Spodumene is a lithium aluminum silicate that crystallizes in the monoclinic system. It is one of several rock-forming minerals in the Pyroxene group, which are physically-related as their chemical content is quite similar and forms a chain. Fellow pyroxenes are jadeite, enstatite, diopside, hypersthene, augite, acmite, hedenbergite, pigeonite, and aegirineaugite.

It appears as prismatic crystals, sometimes gigantic. One sample was 16m/53ft long and weighing several tons, with vertical striations. It also forms rodlike aggregates of cryptocrystalline masses, like gelatinous masses that slowly solidified. Crystals can be whitish, yellow, gray, pink (kunzite), or emerald-green (hiddenite). It is a trichroic mineral, changing color depending on the angle at which it is viewed.

It is hard, heavy, has perfect cleavage parallel to the vertical prism. It is transparent to translucent, with vitreous luster. It is insoluble, fuses easily, coloring the flame crimson (lithium).

Spodumene occurs in lithium-bearing pegmatites associated with quartz, feldspars, lepidolite, beryl and tourmaline. It is often subject to layer alteration, turning mixtures of various minerals, including clays, albite, muscovite, eucryptite, etc.

Spodumene is mined intensively at Etta and Tin Mountain, in the area of the Black Hills of South Dakota (USA), where enormous crystals are found; in Bernic Lake, Manitoba (Canada), and in the Urals (Russia). It occurs in many places in the USA, Brazil, Mexico, Scotland and Sweden. Kunzite is found at Pala, California (USA), and in Brazil, and hiddenite in North Carolina (USA), and Madagascar.

The known varieties of gem-quality spodumene are:

Kunzite -

The violet pink, transparent variety of spodumene, named after the American mineralogist George Frederick Kunz, a noted mineral collector and gem expert active at the turn of the century. The characteristic color is a violet pink, which can be quite intense. It can look very much like pink topaz and morganite, but kunzite has the strongest pleochroism among the three, best seen in larger, richer-colored stones.

Hiddenite -

The green variety of spodumene, which has only been known for about a century, and is named after William Earl Hidden, a mine-owner in the United States, who was actually looking for platinum where the mineral was first discovered (in North Carolina). Some people nowadays say that the name hiddenite refers only to emerald green spodumene, but others apply the name to all gem-quality green spodumene. You would be right to imagine that after so many years of mining, hiddenite has become a rare gemstone.

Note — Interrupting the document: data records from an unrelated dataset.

#[async_trait]
impl SocialLinkRepository for PgSocialLinkRepository {
    async fn list_links(&self, profile_id: Uuid) -> Result<Vec<SocialLink>, AppError> {
        let rows: Vec<SocialLinkRow> = sqlx::query_as(&format!(
            "SELECT {} FROM social_links WHERE creator_profile_id = $1 ORDER BY sort_order, created_at",
            SOCIAL_LINK_COLUMNS
        ))
        .bind(profile_id)
        .fetch_all(&self.pool)
        .await
        .context("listing social links")?;

        Ok(rows.into_iter().map(SocialLink::from).collect())
    }

    /// Deletes links missing from the new set and upserts the rest in one transaction.
    async fn replace_links(&self, profile_id: Uuid, links: &[SocialLink]) -> Result<(), AppError> {
        let mut tx = self.pool.begin().await.context("starting link transaction")?;

        let keep: Vec<Uuid> = links.iter().map(|l| l.id).collect();
        sqlx::query("DELETE FROM social_links WHERE creator_profile_id = $1 AND NOT (id = ANY($2))")
            .bind(profile_id)
            .bind(&keep)
            .execute(&mut *tx)
            .await
            .context("removing dropped links")?;

        for link in links {
            sqlx::query(
                r#"
                INSERT INTO social_links (
                    id, creator_profile_id, platform, url, display_text, sort_order,
                    is_visible, verification_status, verification_token, verified_at
                )
                VALUES ($1, $2, $3, $4, $5, $6, $7, $8, $9, $10)
                ON CONFLICT (id) DO UPDATE
                SET platform = EXCLUDED.platform,
                    url = EXCLUDED.url,
                    display_text = EXCLUDED.display_text,
                    sort_order = EXCLUDED.sort_order,
                    is_visible = EXCLUDED.is_visible,
                    verification_status = EXCLUDED.verification_status,
                    verification_token = EXCLUDED.verification_token,
                    verified_at = EXCLUDED.verified_at,
                    verified_domain = CASE
                        WHEN EXCLUDED.verification_status = 'verified' THEN social_links.verified_domain
                        ELSE NULL
                    END,
                    updated_at = now()
                WHERE social_links.creator_profile_id = EXCLUDED.creator_profile_id
                "#,
            )
            .bind(link.id)
            .bind(profile_id)
            .bind(&link.platform)
            .bind(&link.url)
            .bind(&link.display_text)
            .bind(link.sort_order)
            .bind(link.is_visible)
            .bind(link.verification_status.as_str())
            .bind(&link.verification_token)
            .bind(link.verified_at)
            .execute(&mut *tx)
            .await
            .context("upserting social link")?;
        }

        tx.commit().await.context("committing link transaction")?;
        Ok(())
    }

    async fn get_link(
        &self,
        profile_id: Uuid,
        link_id: Uuid,
    ) -> Result<Option<SocialLink>, AppError> {
        let row: Option<SocialLinkRow> = sqlx::query_as(&format!(
            "SELECT {} FROM social_links WHERE id = $1 AND creator_profile_id = $2",
            SOCIAL_LINK_COLUMNS
        ))
        .bind(link_id)
        .bind(profile_id)
        .fetch_optional(&self.pool)
        .await
        .context("loading social link")?;

        Ok(row.map(SocialLink::from))
    }

    async fn update_verification(
        &self,
        link_id: Uuid,
        update: &VerificationUpdate,
    ) -> Result<(), AppError> {
        sqlx::query(
            r#"
            UPDATE social_links
            SET verification_status = $2,
                verification_token = $3,
                verified_domain = $4,
                verified_at = $5,
                updated_at = now()
            WHERE id = $1
            "#,
        )
        .bind(link_id)
        .bind(update.status.as_str())
        .bind(&update.token)
        .bind(&update.verified_domain)
        .bind(update.verified_at)
        .execute(&self.pool)
        .await
        .context("updating link verification")?;

        Ok(())
    }

    async fn domain_claimed_by_other(
        &self,
        domain: &str,
        profile_id: Uuid,
    ) -> Result<bool, AppError> {
        let (claimed,): (bool,) = sqlx::query_as(
            r#"
            SELECT EXISTS (
                SELECT 1 FROM social_links
                WHERE verified_domain = $1
                  AND verification_status = 'verified'
                  AND creator_profile_id <> $2
            )
            "#,
        )
        .bind(domain)
        .bind(profile_id)
        .fetch_one(&self.pool)
        .await
        .context("checking domain claims")?;

        Ok(claimed)
    }

    /// Serializes claims per domain with a transaction-scoped advisory lock,
    /// then writes `verified` only while no other profile holds the domain.
    async fn claim_verified_domain(
        &self,
        profile_id: Uuid,
        link_id: Uuid,
        domain: &str,
        verified_at: DateTime<Utc>,
    ) -> Result<bool, AppError> {
        let mut tx = self.pool.begin().await.context("starting domain claim")?;

        sqlx::query("SELECT pg_advisory_xact_lock(hashtext($1))")
            .bind(domain)
            .execute(&mut *tx)
            .await
            .context("locking verified domain")?;

        let result = sqlx::query(
            r#"
            UPDATE social_links
            SET verification_status = 'verified',
                verified_domain = $3,
                verified_at = $4,
                updated_at = now()
            WHERE id = $1
              AND creator_profile_id = $2
              AND NOT EXISTS (
                  SELECT 1 FROM social_links other
                  WHERE other.verified_domain = $3
                    AND other.verification_status = 'verified'
                    AND other.creator_profile_id <> $2
              )
            "#,
        )
        .bind(link_id)
        .bind(profile_id)
        .bind(domain)
        .bind(verified_at)
        .execute(&mut *tx)
        .await
        .context("claiming verified domain")?;

        tx.commit().await.context("committing domain claim")?;
        Ok(result.rows_affected() == 1)
    }
}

Some commercial terms used for spodumene are:

Californian iris - a misleading and fanciful term for kunzite, a variety of spodumene, from California, USA.

Cat's-eye kunzite - a pink to violet variety of spodumene that exhibits chatoyancy, when cut en cabochon.

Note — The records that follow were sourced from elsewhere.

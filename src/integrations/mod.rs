//! External service integrations.

pub mod billing_client {
    pub use crate::billing_client::*;
}

pub mod dns_client {
    pub use crate::dns_client::*;
}
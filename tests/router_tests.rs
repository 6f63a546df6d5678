/// Full router stack: rate-limit middleware, body limit, and the health bypass.
/// No route exercised here reaches the database, so the pool is never opened.
use axum::body::Body;
use axum::http::{header, Request, StatusCode};
use creator_profile_api::config::{Config, DEFAULT_DNS_RESOLVER_URL};
use creator_profile_api::db_storage::{
    PgFitScoreRepository, PgSocialLinkRepository, PixelStorage, TippingStorage,
};
use creator_profile_api::dns_client::DohTxtResolver;
use creator_profile_api::fit_score_service::FitScoreService;
use creator_profile_api::handlers::AppState;
use creator_profile_api::rate_limit::{RateLimitConfig, RateLimiter};
use creator_profile_api::routes::{build_router, MAX_BODY_BYTES};
use creator_profile_api::social_links::DomainVerifier;
use sqlx::postgres::PgPoolOptions;
use std::sync::Arc;
use tower::ServiceExt;

const ADMIN_TOKEN: &str = "admin-token-0123456789";

fn app(api_requests: u32) -> axum::Router {
    let database_url = "postgres://localhost/creator_profiles_unused".to_string();
    let pool = PgPoolOptions::new()
        .connect_lazy(&database_url)
        .expect("lazy pool");
    let config = Config {
        database_url,
        port: 0,
        redis_url: None,
        rate_limit_prefer_redis: false,
        admin_api_token: ADMIN_TOKEN.to_string(),
        dns_resolver_url: DEFAULT_DNS_RESOLVER_URL.to_string(),
        billing: None,
    };
    let limiter = |prefix: &str, limit: u32| {
        Arc::new(RateLimiter::memory_only(RateLimitConfig::from_millis(
            prefix, limit, 3_600_000,
        )))
    };
    let social_links = Arc::new(PgSocialLinkRepository::new(pool.clone()));
    let resolver = Arc::new(DohTxtResolver::new(DEFAULT_DNS_RESOLVER_URL.to_string()).unwrap());

    build_router(Arc::new(AppState {
        db: pool.clone(),
        config,
        fit_scores: FitScoreService::new(Arc::new(PgFitScoreRepository::new(pool.clone()))),
        social_links: social_links.clone(),
        verifier: DomainVerifier::new(social_links, resolver, limiter("test:verify", 5)),
        plan_changes: None,
        api_limiter: limiter("test:api", api_requests),
        billing_limiter: limiter("test:billing", 5),
        tipping: TippingStorage::new(pool.clone()),
        pixels: PixelStorage::new(pool),
    }))
}

fn get(uri: &str) -> Request<Body> {
    Request::builder().uri(uri).body(Body::empty()).unwrap()
}

#[tokio::test]
async fn test_api_routes_are_rate_limited_with_headers() {
    let app = app(1);

    let first = app.clone().oneshot(get("/api/admin/fit-scores/top")).await.unwrap();
    assert_eq!(first.status(), StatusCode::UNAUTHORIZED);
    assert_eq!(first.headers()["x-ratelimit-limit"], "1");
    assert_eq!(first.headers()["x-ratelimit-remaining"], "0");

    let second = app.oneshot(get("/api/admin/fit-scores/top")).await.unwrap();
    assert_eq!(second.status(), StatusCode::TOO_MANY_REQUESTS);
    assert!(second.headers().contains_key("x-ratelimit-reset"));
}

#[tokio::test]
async fn test_health_bypasses_rate_limit() {
    let app = app(1);

    for _ in 0..3 {
        let response = app.clone().oneshot(get("/health")).await.unwrap();
        assert_eq!(response.status(), StatusCode::OK);
        assert!(!response.headers().contains_key("x-ratelimit-limit"));
    }
}

#[tokio::test]
async fn test_oversized_body_is_rejected() {
    let app = app(10);
    let body = vec![b'a'; MAX_BODY_BYTES + 1];

    let response = app
        .oneshot(
            Request::builder()
                .method("PUT")
                .uri("/api/dashboard/tipping/venmo")
                .header(header::CONTENT_TYPE, "application/json")
                .header(header::CONTENT_LENGTH, body.len())
                .header("x-user-id", "user_1")
                .body(Body::from(body))
                .unwrap(),
        )
        .await
        .unwrap();

    assert_eq!(response.status(), StatusCode::PAYLOAD_TOO_LARGE);
}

Cat's-eye spodumene; a white variety of spodumene, from Brazil, that exhibits chatoyancy.

Misleading terms include:

Emerald spodumene - a misleading term for hiddenite.

The specific gravity [?] for Spodumene is 3.18, it's refractive index [?] is 1.66-1.67, and it's double refraction [?] is 0.015.

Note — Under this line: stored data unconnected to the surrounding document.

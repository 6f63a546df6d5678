//! Fit-score calculator.
//!
//! Maps a snapshot of a creator profile's platform presence to a 0-100
//! score. Each component is capped independently and the total is clamped to
//! [`MAX_FIT_SCORE`]. The calculator is pure: the caller supplies `now` so
//! release recency is reproducible.

use chrono::{DateTime, Utc};
use serde::{Deserialize, Serialize};

/// Bumped whenever weights or rules change. Stored breakdowns with another
/// version are stale and must be recomputed wholesale.
pub const FIT_SCORE_VERSION: i32 = 1;

pub const MAX_FIT_SCORE: i32 = 100;

/// Point caps per component.
pub mod weights {
    pub const USES_LINK_IN_BIO: i32 = 15;
    pub const PAID_TIER: i32 = 20;
    pub const HAS_SPOTIFY: i32 = 10;
    pub const SPOTIFY_POPULARITY: i32 = 15;
    pub const RELEASE_RECENT: i32 = 10;
    pub const RELEASE_THIS_YEAR: i32 = 5;
    pub const GENRE_MATCH: i32 = 10;
    pub const HAS_CONTACT_EMAIL: i32 = 5;
    pub const PER_EXTRA_DSP: i32 = 5;
    pub const MULTI_DSP_CAP: i32 = 10;
    pub const VERIFIED_SOCIAL: i32 = 5;
}

const RECENT_RELEASE_DAYS: i64 = 180;
const THIS_YEAR_RELEASE_DAYS: i64 = 365;

/// Ingestion sources that indicate the creator already runs a link-in-bio page.
pub const LINK_IN_BIO_PLATFORMS: &[&str] = &[
    "linktree",
    "beacons",
    "laylo",
    "linkfire",
    "stan",
    "koji",
    "carrd",
    "hoo.be",
];

/// Streaming platforms counted towards multi-DSP presence. Spotify is scored
/// on its own and is not counted here.
pub const DSP_PLATFORMS: &[&str] = &[
    "apple_music",
    "youtube_music",
    "soundcloud",
    "tidal",
    "deezer",
    "amazon_music",
    "bandcamp",
    "audiomack",
];

/// Genre fragments the product targets.
pub const TARGET_GENRES: &[&str] = &[
    "hip hop",
    "rap",
    "r&b",
    "pop",
    "electronic",
    "edm",
    "house",
    "indie",
    "alternative",
    "latin",
    "afrobeats",
    "dance",
];

/// Everything the calculator needs about a profile.
#[derive(Debug, Clone, Default, PartialEq, Serialize, Deserialize)]
pub struct FitScoreInput {
    pub ingestion_source_platform: Option<String>,
    pub has_paid_tier: bool,
    pub spotify_id: Option<String>,
    /// Spotify artist popularity, nominally 0-100.
    pub spotify_popularity: Option<i32>,
    pub genres: Vec<String>,
    pub latest_release_date: Option<DateTime<Utc>>,
    pub has_contact_email: bool,
    /// Platforms the creator is present on, from DSP ids and social links.
    pub dsp_platforms: Vec<String>,
    pub verified_platforms: Vec<String>,
}

#[derive(Debug, Clone, PartialEq, Serialize, Deserialize)]
#[serde(rename_all = "camelCase")]
pub struct FitScoreMeta {
    pub version: i32,
    pub calculated_at: DateTime<Utc>,
}

/// Per-component points. Serialized in camelCase into `fit_score_breakdown`.
#[derive(Debug, Clone, PartialEq, Serialize, Deserialize)]
#[serde(rename_all = "camelCase")]
pub struct FitScoreBreakdown {
    pub uses_link_in_bio: i32,
    pub paid_tier: i32,
    pub has_spotify: i32,
    pub spotify_popularity: i32,
    pub release_recency: i32,
    pub genre_match: i32,
    pub has_contact_email: i32,
    pub multi_dsp: i32,
    pub verified_social: i32,
    pub meta: FitScoreMeta,
}

impl FitScoreBreakdown {
    /// Unclamped sum of all components.
    pub fn component_sum(&self) -> i32 {
        self.uses_link_in_bio
            + self.paid_tier
            + self.has_spotify
            + self.spotify_popularity
            + self.release_recency
            + self.genre_match
            + self.has_contact_email
            + self.multi_dsp
            + self.verified_social
    }

    pub fn total(&self) -> i32 {
        self.component_sum().clamp(0, MAX_FIT_SCORE)
    }

    pub fn is_current(&self) -> bool {
        self.meta.version == FIT_SCORE_VERSION
    }
}

#[derive(Debug, Clone, PartialEq, Serialize, Deserialize)]
pub struct FitScoreResult {
    pub score: i32,
    pub breakdown: FitScoreBreakdown,
}

pub fn paid_tier_points(has_paid_tier: bool) -> i32 {
    if has_paid_tier {
        weights::PAID_TIER
    } else {
        0
    }
}

fn normalized(value: &str) -> String {
    value.trim().to_lowercase()
}

fn link_in_bio_points(source: Option<&str>) -> i32 {
    match source {
        Some(s) if LINK_IN_BIO_PLATFORMS.contains(&normalized(s).as_str()) => {
            weights::USES_LINK_IN_BIO
        }
        _ => 0,
    }
}

fn popularity_points(popularity: Option<i32>) -> i32 {
    let Some(p) = popularity else {
        return 0;
    };
    let p = p.clamp(0, 100) as f64;
    ((p / 100.0) * weights::SPOTIFY_POPULARITY as f64).round() as i32
}

fn release_recency_points(latest: Option<DateTime<Utc>>, now: DateTime<Utc>) -> i32 {
    let Some(released) = latest else {
        return 0;
    };
    // Future-dated (pre-announced) releases count as recent.
    let age_days = (now - released).num_days();
    if age_days <= RECENT_RELEASE_DAYS {
        weights::RELEASE_RECENT
    } else if age_days <= THIS_YEAR_RELEASE_DAYS {
        weights::RELEASE_THIS_YEAR
    } else {
        0
    }
}

fn genre_match_points(genres: &[String]) -> i32 {
    let matched = genres.iter().map(|g| normalized(g)).any(|genre| {
        TARGET_GENRES
            .iter()
            .any(|target| genre.contains(target))
    });
    if matched {
        weights::GENRE_MATCH
    } else {
        0
    }
}

fn multi_dsp_points(platforms: &[String]) -> i32 {
    let mut seen: Vec<String> = Vec::new();
    for platform in platforms {
        let p = normalized(platform);
        if DSP_PLATFORMS.contains(&p.as_str()) && !seen.contains(&p) {
            seen.push(p);
        }
    }
    (seen.len() as i32 * weights::PER_EXTRA_DSP).min(weights::MULTI_DSP_CAP)
}

/// Scores a profile snapshot.
pub fn calculate_fit_score(input: &FitScoreInput, now: DateTime<Utc>) -> FitScoreResult {
    let has_spotify = input
        .spotify_id
        .as_deref()
        .map(|id| !id.trim().is_empty())
        .unwrap_or(false);

    let breakdown = FitScoreBreakdown {
        uses_link_in_bio: link_in_bio_points(input.ingestion_source_platform.as_deref()),
        paid_tier: paid_tier_points(input.has_paid_tier),
        has_spotify: if has_spotify { weights::HAS_SPOTIFY } else { 0 },
        spotify_popularity: if has_spotify {
            popularity_points(input.spotify_popularity)
        } else {
            0
        },
        release_recency: release_recency_points(input.latest_release_date, now),
        genre_match: genre_match_points(&input.genres),
        has_contact_email: if input.has_contact_email {
            weights::HAS_CONTACT_EMAIL
        } else {
            0
        },
        multi_dsp: multi_dsp_points(&input.dsp_platforms),
        verified_social: if input.verified_platforms.is_empty() {
            0
        } else {
            weights::VERIFIED_SOCIAL
        },
        meta: FitScoreMeta {
            version: FIT_SCORE_VERSION,
            calculated_at: now,
        },
    };

    FitScoreResult {
        score: breakdown.total(),
        breakdown,
    }
}

#[cfg(test)]
mod tests {
    use super::*;
    use chrono::{Duration, TimeZone};

    fn now() -> DateTime<Utc> {
        Utc.with_ymd_and_hms(2026, 6, 1, 12, 0, 0).unwrap()
    }

    fn full_input() -> FitScoreInput {
        FitScoreInput {
            ingestion_source_platform: Some("Linktree".to_string()),
            has_paid_tier: true,
            spotify_id: Some("4Z8W4fKeB5YxbusRsdQVPb".to_string()),
            spotify_popularity: Some(100),
            genres: vec!["Indie Pop".to_string()],
            latest_release_date: Some(now() - Duration::days(30)),
            has_contact_email: true,
            dsp_platforms: vec![
                "apple_music".to_string(),
                "soundcloud".to_string(),
                "tidal".to_string(),
            ],
            verified_platforms: vec!["instagram".to_string()],
        }
    }

    #[test]
    fn test_empty_profile_scores_zero() {
        let result = calculate_fit_score(&FitScoreInput::default(), now());
        assert_eq!(result.score, 0);
        assert_eq!(result.breakdown.component_sum(), 0);
        assert_eq!(result.breakdown.meta.version, FIT_SCORE_VERSION);
        assert_eq!(result.breakdown.meta.calculated_at, now());
    }

    #[test]
    fn test_full_profile_hits_maximum() {
        let result = calculate_fit_score(&full_input(), now());
        assert_eq!(result.score, MAX_FIT_SCORE);
        assert_eq!(result.breakdown.multi_dsp, weights::MULTI_DSP_CAP);
    }

    #[test]
    fn test_popularity_requires_spotify_id() {
        let input = FitScoreInput {
            spotify_popularity: Some(80),
            ..Default::default()
        };
        let result = calculate_fit_score(&input, now());
        assert_eq!(result.breakdown.spotify_popularity, 0);
        assert_eq!(result.breakdown.has_spotify, 0);
    }

    #[test]
    fn test_popularity_is_scaled_and_clamped() {
        let mut input = FitScoreInput {
            spotify_id: Some("abc".to_string()),
            spotify_popularity: Some(50),
            ..Default::default()
        };
        assert_eq!(
            calculate_fit_score(&input, now()).breakdown.spotify_popularity,
            8
        );

        input.spotify_popularity = Some(250);
        assert_eq!(
            calculate_fit_score(&input, now()).breakdown.spotify_popularity,
            weights::SPOTIFY_POPULARITY
        );

        input.spotify_popularity = Some(-5);
        assert_eq!(
            calculate_fit_score(&input, now()).breakdown.spotify_popularity,
            0
        );
    }

    #[test]
    fn test_release_recency_bands() {
        let at = |days: i64| {
            let input = FitScoreInput {
                latest_release_date: Some(now() - Duration::days(days)),
                ..Default::default()
            };
            calculate_fit_score(&input, now()).breakdown.release_recency
        };
        assert_eq!(at(10), weights::RELEASE_RECENT);
        assert_eq!(at(180), weights::RELEASE_RECENT);
        assert_eq!(at(200), weights::RELEASE_THIS_YEAR);
        assert_eq!(at(400), 0);
        assert_eq!(at(-7), weights::RELEASE_RECENT);
    }

    #[test]
    fn test_genre_match_is_case_insensitive_substring() {
        let input = FitScoreInput {
            genres: vec!["Southern HIP HOP".to_string()],
            ..Default::default()
        };
        assert_eq!(
            calculate_fit_score(&input, now()).breakdown.genre_match,
            weights::GENRE_MATCH
        );

        let input = FitScoreInput {
            genres: vec!["baroque".to_string()],
            ..Default::default()
        };
        assert_eq!(calculate_fit_score(&input, now()).breakdown.genre_match, 0);
    }

    #[test]
    fn test_multi_dsp_ignores_duplicates_and_unknown() {
        let input = FitScoreInput {
            dsp_platforms: vec![
                "apple_music".to_string(),
                "Apple_Music".to_string(),
                "instagram".to_string(),
            ],
            ..Default::default()
        };
        assert_eq!(
            calculate_fit_score(&input, now()).breakdown.multi_dsp,
            weights::PER_EXTRA_DSP
        );
    }

    #[test]
    fn test_breakdown_serializes_camel_case() {
        let result = calculate_fit_score(&full_input(), now());
        let json = serde_json::to_value(&result.breakdown).unwrap();
        assert_eq!(json["paidTier"], 20);
        assert_eq!(json["hasSpotify"], 10);
        assert_eq!(json["genreMatch"], 10);
        assert_eq!(json["meta"]["version"], FIT_SCORE_VERSION);
        assert!(json["meta"]["calculatedAt"].is_string());
    }

    #[test]
    fn test_stale_version_detected() {
        let mut breakdown = calculate_fit_score(&full_input(), now()).breakdown;
        assert!(breakdown.is_current());
        breakdown.meta.version = FIT_SCORE_VERSION - 1;
        assert!(!breakdown.is_current());
    }
}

Spodumene basically means "ashen," because the non-transparent material of this mineral which is for industrial use is often grayish white or ash gray. In the past it was also called "triphane," a Greek-derived word meaning "three aspects," due to its clear trichroism.

Industrial Usages

Spodumene is an important industrial source of lithium and its salts. Formerly needed mostly for nuclear weapons production and glass manufacturing, lithium is now experiencing considerable resurgence in demand because of our need for lithium-ion batteries.

Violet pink, bright green, yellow green or yellow gem-quality specimens of spodumene are much less common, and transparent crystals of these are used as gems. The semiopaque crystals look almost pearly.

Kunzite spodumene crystals used as gems generally have few inclusions and good transparency. Its perfect cleavage makes this gem quite brittle, sensitive to knocks, and therefore not ideal as a ring stone. It is usually given a (sometimes quite elongated) oval mixed cut, a pear-shaped or triangular mixed cut, or even a step cut. Its value is not very high. As secondary gems go, it is more or less on the same level with good quality red garnets. Pale pink corundum is often used to imitate kunzite.

The best, and now fairly rare specimens of Hiddenite spodumene are a bright green, almost like that of emerald, and have a transfixing columnar splendor in its natural state. But most hiddenite may appear as dull, pale green, or even green with a yellowish tinge. The step cut is used for it. Strongly-colored stones are usually small to medium-sized, but never as large as kunzite. Its attractive color, rarity, and the difficulty of finding reasonable-sized stones make hiddenite gems of intense color one of the most valuable secondary gems. But paler-colored specimens are valued lower, like kunzite.